Ich unterstütze aber die These, dass im Journalismus über Negatives öfter und größer berichtet wird als etwa über Lösungsansätze oder vielleicht auch langfristige und ermutigende Tendenzen. Wenn man redaktionell arbeitet, guckt man natürlich auf das, was anders ist als gestern, was sich knackig und überschaubar verändert hat. Und das ist oft etwas Negatives. […] Journalisten sollen über Themen berichten, die neu, faktisch und relevant sind. […]
Journalisten sollten auf jeden Fall die vierte Gewalt sein und Kritik und Kontrolle üben. Aber nicht alles, was negativ ist, ist auch wirklich relevant. Und: Kritische Berichterstattung muss nicht immer nur das Aufdecken von Missständen bedeuten. Ich kann auch Beispiele recherchieren, wo es woanders besser gemacht wird und damit die lokalen oder nationalen Machthaber indirekt unter Druck setzen, weil das Publikum dann weiß: Es ginge ja auch anders. […]

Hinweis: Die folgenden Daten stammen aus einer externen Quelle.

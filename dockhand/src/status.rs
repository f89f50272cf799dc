//! Project status summary.

use std::path::Path;

use crate::io::environment::EnvironmentCheck;

pub fn project_status<V: EnvironmentCheck>(root: &Path, validator: &V) -> String {
    let docker = if validator.validate() {
        "✅ Available"
    } else {
        "❌ Not available"
    };
    [
        "📊 Project Status".to_string(),
        format!("📁 Project root: {}", root.display()),
        String::new(),
        format!("🐳 Docker: {docker}"),
    ]
    .join("\n")
}
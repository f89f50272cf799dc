//! Test-only helpers: scratch project roots and shell-backed fake programs.

use std::fs;
use std::path::{Path, PathBuf};

use anyhow::{Context, Result};
use tempfile::TempDir;

use crate::io::config::DockhandConfig;

/// Program vector that runs `script` with `sh -c`.
///
/// Arguments appended by callers become the script's positional parameters
/// (`$1`, `$2`, ...), so a fake can inspect what it was invoked with.
pub fn fake_program(script: &str) -> Vec<String> {
    vec![
        "sh".to_string(),
        "-c".to_string(),
        script.to_string(),
        "fake".to_string(),
    ]
}

/// Temporary project root that is removed on drop.
pub struct ProjectDir {
    dir: TempDir,
}

impl ProjectDir {
    pub fn new() -> Result<Self> {
        let dir = tempfile::tempdir().context("create temp project")?;
        Ok(Self { dir })
    }

    pub fn root(&self) -> &Path {
        self.dir.path()
    }

    pub fn path(&self, relative: &str) -> PathBuf {
        self.dir.path().join(relative)
    }

    /// Write a minimal `docker-compose.yml`.
    pub fn write_compose_file(&self) -> Result<()> {
        self.write("docker-compose.yml", "services:\n  lint:\n    image: toolchain\n")
    }

    /// Write a file relative to the root, creating parent directories.
    pub fn write(&self, relative: &str, contents: &str) -> Result<()> {
        let path = self.path(relative);
        if let Some(parent) = path.parent() {
            fs::create_dir_all(parent)
                .with_context(|| format!("create {}", parent.display()))?;
        }
        fs::write(&path, contents).with_context(|| format!("write {}", path.display()))
    }

    /// Config whose container runtime always answers and whose compose program
    /// is the given shell script.
    pub fn config_with_compose(&self, compose_script: &str) -> DockhandConfig {
        let mut cfg = DockhandConfig::default();
        cfg.runtime.program = fake_program("exit 0");
        cfg.compose.program = fake_program(compose_script);
        cfg
    }
}
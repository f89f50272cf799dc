//! Command dispatcher for a containerized build toolchain.
//!
//! Each operation either runs one docker-compose sub-action under a timeout
//! and reports its classified output, or inspects the project (environment
//! status, CI workflow runs, workflow and fixture files). Every operation
//! returns plain text; failures become diagnostics, never errors.
//!
//! - **[`core`]**: Pure logic (operation catalog, output classification,
//!   report rendering, run-record and workflow parsing).
//! - **[`io`]**: Side effects (config, child processes, environment probe,
//!   hosting CLI). Each seam is a trait so tests can script it.
//!
//! [`dispatch`] ties the two together; [`serve`] exposes it over stdio.

pub mod core;
pub mod dispatch;
pub mod io;
pub mod logging;
pub mod probe;
pub mod serve;
pub mod status;
pub mod test_cases;
#[cfg(any(test, feature = "test-support"))]
pub mod test_support;
pub mod workflows;
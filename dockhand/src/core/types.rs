//! Shared deterministic types for the execution core.
//!
//! These types define the contracts between the executor, the classifier and
//! the reporter. They carry no I/O and are safe to construct in tests.

use std::fmt;
use std::time::Duration;

use chrono::{DateTime, Utc};

/// Severity tag attached to a single line of tool output.
#[derive(Debug, Clone, Copy, PartialEq, Eq)]
pub enum Severity {
    Success,
    Warning,
    Error,
    Plain,
    /// Uniform tag for every non-blank line of a standard-error capture.
    Highlighted,
}

impl Severity {
    /// Prefix inserted in front of a rendered line (empty for `Plain`).
    pub fn marker(self) -> &'static str {
        match self {
            Self::Success => "✅ ",
            Self::Warning => "🟡 ",
            Self::Error => "🔴 ",
            Self::Plain => "",
            Self::Highlighted => "🔥 ",
        }
    }
}

/// One output line paired with its severity.
#[derive(Debug, Clone, PartialEq, Eq)]
pub struct ClassifiedLine {
    pub severity: Severity,
    pub text: String,
}

impl ClassifiedLine {
    pub fn render(&self) -> String {
        format!("{}{}", self.severity.marker(), self.text)
    }
}

/// Exit indicator reported for an executed invocation.
#[derive(Debug, Clone, Copy, PartialEq, Eq)]
pub enum ExitIndicator {
    Code(i32),
    /// Sentinel for a process killed after exceeding its timeout.
    TimedOut,
}

impl fmt::Display for ExitIndicator {
    fn fmt(&self, f: &mut fmt::Formatter<'_>) -> fmt::Result {
        match self {
            Self::Code(code) => write!(f, "{code}"),
            Self::TimedOut => f.write_str("timeout"),
        }
    }
}

/// Terminal result of running one invocation. Produced exactly once per call.
#[derive(Debug, Clone, PartialEq)]
pub enum ExecutionOutcome {
    /// The process ran to completion (any exit code).
    Completed {
        exit_code: i32,
        stdout: String,
        stderr: String,
        duration: Duration,
        started_at: DateTime<Utc>,
    },
    /// The process exceeded its timeout and was killed. Nothing was captured.
    TimedOut {
        timeout: Duration,
        started_at: DateTime<Utc>,
    },
    /// The process could not be started (e.g. the executable is missing).
    SpawnFailed {
        error: String,
        started_at: DateTime<Utc>,
    },
}

impl ExecutionOutcome {
    /// `None` when the process never started.
    pub fn exit_indicator(&self) -> Option<ExitIndicator> {
        match self {
            Self::Completed { exit_code, .. } => Some(ExitIndicator::Code(*exit_code)),
            Self::TimedOut { .. } => Some(ExitIndicator::TimedOut),
            Self::SpawnFailed { .. } => None,
        }
    }

    /// Wall-clock duration in seconds. Timeouts report the configured bound.
    pub fn duration_secs(&self) -> f64 {
        match self {
            Self::Completed { duration, .. } => duration.as_secs_f64(),
            Self::TimedOut { timeout, .. } => timeout.as_secs_f64(),
            Self::SpawnFailed { .. } => 0.0,
        }
    }

    pub fn started_at(&self) -> DateTime<Utc> {
        match self {
            Self::Completed { started_at, .. }
            | Self::TimedOut { started_at, .. }
            | Self::SpawnFailed { started_at, .. } => *started_at,
        }
    }

    pub fn succeeded(&self) -> bool {
        matches!(self, Self::Completed { exit_code: 0, .. })
    }
}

Wenn ich Lösungsansätze vorstelle, tue ich das zwangsläufig auf einer Wertegrundlage und unter bestimmten Prämissen, die nicht alle teilen. Wenn ich eine Klima-Lösung vorstelle, sage ich auch, dass es einen menschengemachten Klimawandel gibt, dass wir etwas dagegen tun sollten und dass dieser Lösungsansatz diskussionswürdig ist. Wenn ich ein Projekt zur Unterstützung und Integration von Geflüchteten thematisiere, schwingt mit, dass Geflüchtete unterstützt und integriert werden sollten. Zu Vielem gibt es keinen Konsens. Ein anderes Problem ist, wenn konstruktive Berichterstattung die Grenze zu PR oder Werbung überschreitet. Das muss vermieden werden: durch genaue Recherche und realistische Darstellung der Wirkungsweise von Lösungsansätzen und auch von deren Grenzen.